Convolution is usually introduced with its formal definition:

\displaystyle{ (f * g )(t) = \int_{-\infty}^\infty f(\tau) g(t - \tau) d\tau }

Yikes. Let's start without calculus: Convolution is fancy multiplication.

Part 1: Hospital Analogy

Imagine you manage a hospital treating patients with a single disease. You have:

  • A treatment plan: [3] Every patient gets 3 units of the cure on their first day.
  • A list of patients: [1 2 3 4 5] Your patient schedule for the week (1 person Monday, 2 people on Tuesday, etc.).
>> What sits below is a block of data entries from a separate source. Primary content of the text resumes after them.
//! Historical observation window.

use epi_core::window::{DEFAULT_END_YEAR, DEFAULT_START_YEAR, YearWindow};
use serde::{Deserialize, Serialize};

use crate::error::ConfigError;

const fn default_start_year() -> i32 {
    DEFAULT_START_YEAR
}

const fn default_end_year() -> i32 {
    DEFAULT_END_YEAR
}

#[derive(Debug, Clone, Deserialize, Serialize)]
pub struct WindowConfig {
    /// First observed year.
    #[serde(default = "default_start_year")]
    pub start_year: i32,

    /// Last observed year (inclusive).
    #[serde(default = "default_end_year")]
    pub end_year: i32,
}

impl Default for WindowConfig {
    fn default() -> Self {
        Self {
            start_year: default_start_year(),
            end_year: default_end_year(),
        }
    }
}

impl WindowConfig {
    /// Build the validated year window.
    ///
    /// # Errors
    ///
    /// Returns `ConfigError::InvalidValue` if the start year is after the end year.
    pub fn year_window(&self) -> Result<YearWindow, ConfigError> {
        YearWindow::new(self.start_year, self.end_year)
            .map_err(|e| ConfigError::invalid("window", e.to_string()))
    }
}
Question: How much medicine do you use each day? Well, that's just a quick multiplication:

Plan  *  Patients       = Daily Usage
[3]   *  [1 2 3 4 5]    = [3 6 9 12 15]

Multiplying the plan by the patient list gives the usage for the upcoming days: [3 6 9 12 15]. Everyday multiplication (3 x 4) means using the plan with a single day of patients: [3] * [4] = [12].

Intuition For Convolution

Let's say the disease mutates and requires a multi-day treatment. You create a new plan: Plan: [3 2 1]

That means 3 units of the cure on the first day, 2 on the second, and 1 on the third. Ok. Given the same patient schedule ( [1 2 3 4 5]), what's our medicine usage each day?

Uh... shoot. It's not a quick multiplication:

  • On Monday, 1 patient comes in. It's her first day, so she gets 3 units.
  • On Tuesday, the Monday gal gets 2 units (her second day), but two new patients arrive, who get 3 each (2 * 3 = 6). The total is 2 + (2 * 3) = 8 units.
  • On Wednesday, it's trickier: The Monday gal finishes (1 unit, her last day), the Tuesday people get 2 units (2 * 2), and there are 3 new Wednesday people... argh.

The patients are overlapping and it's hard to track. How can we organize this calculation?

An idea: imagine flipping the patient list, so the first patient is on the right:

           Start of line
 5 4 3 2 1

Next, imagine we have 3 separate rooms where we apply the proper dose:

 Rooms     3 2 1              

On your first day, you walk into the first room and get 3 units of medicine. The next day, you want into room #2 and get 2 units. On the last day, you walk into room #3 and get 1 unit. There's no rooms afterwards, and you're done.

To calculate the total medicine usage, line up the patients and walk them through the rooms:

 Rooms                  3 2 1                                      
 Patients       5 4 3 2 1

 Usage                  3

On Monday (our first day), we have a single patient in the first room. She gets 3 units, for a total usage of 3. Makes sense, right?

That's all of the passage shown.